7. Open Challenges and Future Directions
- Holistic and Evolving Benchmarking: Existing benchmarks are Python-centric; extension to broader language coverage, real-world, and multi-modal settings is required (Gao et al., 2 Nov 2025, Lee et al., 29 Apr 2025).
- Fine-Grained Explainability: Determining not just “if” but “where” and “why” hallucinations arise is a continuing challenge (Jia et al., 30 Dec 2025, Jiang et al., 2024).
- Online and Continual Learning: Automated registry validation, adaptive prompt selection, and model editing are necessary to keep up with evolving APIs (Lee et al., 29 Apr 2025, Jain et al., 2024).
- Security-Aware Decoding: Developing decoding algorithms that explicitly prioritize code security and dependency integrity (Spracklen et al., 2024, Zhao et al., 28 Sep 2025).
- Integrated Static–Dynamic Verification Loops: Combining type analysis, code execution, and retrieval, while minimizing user burden and response latency.
- Abstention and Uncertainty Quantification: Reliable code generation should include calibrated confidence reporting, refusal strategies on ambiguous prompts, and abstention mechanisms in consensus (Dai et al., 15 Nov 2025).
- Counterfactual and Attributional Analysis: Tracing hallucination triggers to specific training artifacts or model subcomponents for targeted improvement (Gao et al., 2 Nov 2025).
In summary, code hallucinations represent a complex, multi-faceted pathology arising from the interplay of pretraining distributional bias, prompt ambiguity, knowledge staleness, and context window limitations in LLMs for code generation.
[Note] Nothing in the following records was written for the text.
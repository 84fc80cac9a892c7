//! Actuarial Batch CLI
//!
//! `simulate` is the batch worker entry point: one policy shard in, one reserve
//! file out. `aggregate` sums reserve files straight from a mounted directory.

use std::path::PathBuf;
use std::time::Instant;

use actuarial_batch::{
    deployment::{EXPORT_PATH, JOB_DEFINITION},
    policy::load_policies,
    results::{aggregate_results, LocalResultStore, ParseMode, RESULT_SUFFIX},
    simulation::{result_path, write_reserve, ClaimsSimulator, SimulationConfig, NUM_SIMULATIONS},
};
use anyhow::Context;
use clap::{Parser, Subcommand};
use log::info;

#[derive(Debug, Parser)]
#[command(name = "actuarial_batch", version, about = "Distributed actuarial reserve calculation")]
struct Cli {
    #[command(subcommand)]
    command: Command,
}

#[derive(Debug, Subcommand)]
enum Command {
    /// Simulate claims for one policy shard and write its average reserve
    Simulate {
        /// Policy CSV; relative paths are resolved against --input-dir
        #[arg(long)]
        input: PathBuf,

        #[arg(long, env = "INPUT_DIR", default_value = JOB_DEFINITION.input_dir)]
        input_dir: PathBuf,

        #[arg(long, env = "OUTPUT_DIR", default_value = JOB_DEFINITION.output_dir)]
        output_dir: PathBuf,

        #[arg(long, default_value_t = NUM_SIMULATIONS)]
        simulations: usize,

        /// Fixed seed for a reproducible run; drawn from OS entropy when absent
        #[arg(long)]
        seed: Option<u64>,
    },

    /// Sum the reserve files found under a directory
    Aggregate {
        /// Root the keys are relative to, e.g. the filesystem mount point
        #[arg(long, default_value = JOB_DEFINITION.host_path)]
        dir: PathBuf,

        #[arg(long, default_value = EXPORT_PATH)]
        prefix: String,

        #[arg(long, default_value = RESULT_SUFFIX)]
        suffix: String,

        /// Leave unparsable files out of the total instead of failing
        #[arg(long)]
        skip_invalid: bool,
    },
}

fn main() -> anyhow::Result<()> {
    env_logger::init();
    let cli = Cli::parse();

    match cli.command {
        Command::Simulate {
            input,
            input_dir,
            output_dir,
            simulations,
            seed,
        } => {
            let start = Instant::now();
            let input = input_dir.join(input);

            let policies = load_policies(&input)
                .with_context(|| format!("loading policies from {}", input.display()))?;
            info!("Loaded {} policies from {}", policies.len(), input.display());

            let mut config = SimulationConfig {
                num_simulations: simulations,
                ..Default::default()
            };
            if let Some(seed) = seed {
                config.seed = seed;
            }
            info!("Simulating with seed {}", config.seed);
            let estimate = ClaimsSimulator::new(&policies, config)?.run();

            let output = result_path(&output_dir, &input);
            write_reserve(&output, estimate.average_reserve)?;

            info!(
                "Average reserve {:.2} over {} simulations of {} policies",
                estimate.average_reserve, estimate.simulations, estimate.policies
            );
            println!("Time elapsed since the start: {:?}", start.elapsed());
        }

        Command::Aggregate {
            dir,
            prefix,
            suffix,
            skip_invalid,
        } => {
            let mode = if skip_invalid {
                ParseMode::SkipInvalid
            } else {
                ParseMode::Strict
            };
            let store = LocalResultStore::new(&dir);

            let runtime = tokio::runtime::Builder::new_current_thread()
                .build()
                .context("starting runtime")?;
            let summary = runtime
                .block_on(aggregate_results(&store, &prefix, &suffix, mode))
                .with_context(|| format!("aggregating results under {}", dir.display()))?;

            for skipped in &summary.skipped {
                println!("  skipped {}: {}", skipped.key, skipped.reason);
            }
            println!("The total reserves value is: {}", summary.total);
        }
    }

    Ok(())
}
//! Data repository export: copy the shared filesystem back to S3 and wait for it
//!
//! The export is an asynchronous FSx task. The handler creates it, remembers the
//! task id the service hands back, and polls that specific task until it reaches a
//! terminal state.

mod fsx;

pub use fsx::FsxExportService;

use std::fmt;
use std::time::Duration;

use async_trait::async_trait;
use log::{debug, info};
use serde::{Deserialize, Serialize};

use crate::error::{HandlerError, Result};

/// Default wait between two status queries
pub const DEFAULT_POLL_INTERVAL: Duration = Duration::from_secs(5);

/// Default poll budget, sized to fit inside the 180 s handler timeout
pub const DEFAULT_MAX_POLL_ATTEMPTS: u32 = 34;

/// Lifecycle of a data repository task
#[derive(Debug, Clone, PartialEq, Eq, Serialize, Deserialize)]
pub enum TaskLifecycle {
    Pending,
    Executing,
    Canceling,
    Canceled,
    Failed,
    Succeeded,
    /// Value the service reported that this crate does not know about
    Other(String),
}

impl TaskLifecycle {
    /// Parse the service's upper-case lifecycle string
    pub fn parse(value: &str) -> Self {
        match value {
            "PENDING" => TaskLifecycle::Pending,
            "EXECUTING" => TaskLifecycle::Executing,
            "CANCELING" => TaskLifecycle::Canceling,
            "CANCELED" => TaskLifecycle::Canceled,
            "FAILED" => TaskLifecycle::Failed,
            "SUCCEEDED" => TaskLifecycle::Succeeded,
            other => TaskLifecycle::Other(other.to_string()),
        }
    }

    pub fn as_str(&self) -> &str {
        match self {
            TaskLifecycle::Pending => "PENDING",
            TaskLifecycle::Executing => "EXECUTING",
            TaskLifecycle::Canceling => "CANCELING",
            TaskLifecycle::Canceled => "CANCELED",
            TaskLifecycle::Failed => "FAILED",
            TaskLifecycle::Succeeded => "SUCCEEDED",
            TaskLifecycle::Other(value) => value,
        }
    }

    /// Terminal states that mean the export will never succeed
    pub fn is_failure(&self) -> bool {
        matches!(self, TaskLifecycle::Failed | TaskLifecycle::Canceled)
    }
}

impl fmt::Display for TaskLifecycle {
    fn fmt(&self, f: &mut fmt::Formatter<'_>) -> fmt::Result {
        f.write_str(self.as_str())
    }
}

/// Snapshot of an export task as reported by the service
#[derive(Debug, Clone, PartialEq, Serialize, Deserialize)]
pub struct ExportTask {
    pub task_id: String,
    pub lifecycle: TaskLifecycle,
    pub failure_message: Option<String>,
}

/// Access to the filesystem's data repository task API
#[async_trait]
pub trait ExportService: Send + Sync {
    /// Start an export of `paths` on the given filesystem to its linked bucket
    async fn create_export_task(&self, file_system_id: &str, paths: &[String]) -> Result<ExportTask>;

    /// Look up one task by id; `None` when the service does not return it
    async fn describe_task(&self, file_system_id: &str, task_id: &str) -> Result<Option<ExportTask>>;
}

/// How long and how often to wait for an export
#[derive(Debug, Clone, Copy, PartialEq)]
pub struct PollPolicy {
    pub interval: Duration,
    /// `None` waits forever on non-terminal states
    pub max_attempts: Option<u32>,
}

impl PollPolicy {
    pub fn bounded(interval: Duration, max_attempts: u32) -> Self {
        Self {
            interval,
            max_attempts: Some(max_attempts),
        }
    }

    pub fn unbounded(interval: Duration) -> Self {
        Self {
            interval,
            max_attempts: None,
        }
    }
}

impl Default for PollPolicy {
    fn default() -> Self {
        Self::bounded(DEFAULT_POLL_INTERVAL, DEFAULT_MAX_POLL_ATTEMPTS)
    }
}

/// Trigger an export of `path` and return the created task
pub async fn trigger_export<E>(service: &E, file_system_id: &str, path: &str) -> Result<ExportTask>
where
    E: ExportService + ?Sized,
{
    let task = service
        .create_export_task(file_system_id, &[path.to_string()])
        .await?;
    info!(
        "Started export task {} for {} on {} ({})",
        task.task_id, path, file_system_id, task.lifecycle
    );
    Ok(task)
}

/// Poll `task_id` until it succeeds, fails, or the attempt budget runs out
pub async fn wait_for_export<E>(
    service: &E,
    file_system_id: &str,
    task_id: &str,
    policy: PollPolicy,
) -> Result<ExportTask>
where
    E: ExportService + ?Sized,
{
    let mut attempts: u32 = 0;
    loop {
        let task = service
            .describe_task(file_system_id, task_id)
            .await?
            .ok_or_else(|| HandlerError::ExportTaskMissing {
                task_id: task_id.to_string(),
                file_system_id: file_system_id.to_string(),
            })?;
        attempts += 1;

        if task.lifecycle == TaskLifecycle::Succeeded {
            info!("Export task {} succeeded after {} polls", task_id, attempts);
            return Ok(task);
        }

        if task.lifecycle.is_failure() {
            return Err(HandlerError::ExportFailed {
                task_id: task.task_id,
                lifecycle: task.lifecycle,
                failure_message: task.failure_message,
            });
        }

        if let Some(max_attempts) = policy.max_attempts {
            if attempts >= max_attempts {
                return Err(HandlerError::ExportTimedOut {
                    task_id: task.task_id,
                    attempts,
                    lifecycle: task.lifecycle,
                });
            }
        }

        debug!(
            "Export task {} is {} (poll {}), sleeping {:?}",
            task_id, task.lifecycle, attempts, policy.interval
        );
        tokio::time::sleep(policy.interval).await;
    }
}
Their impact spans functional correctness, security, and maintainability, and their detection and mitigation require integrating advances from static analysis, retrieval-augmented generation, prompt engineering, and probabilistic consensus. Contemporary research demonstrates progress but also highlights persistent challenges, particularly for logic and requirement-aligned generation, security-sensitive contexts, and codebases requiring up-to-date, project-specific code knowledge (Lee et al., 29 Apr 2025, Twist et al., 26 Sep 2025, Dai et al., 15 Nov 2025, Khati et al., 27 Jan 2026, Zhao et al., 28 Sep 2025, Tian et al., 2024).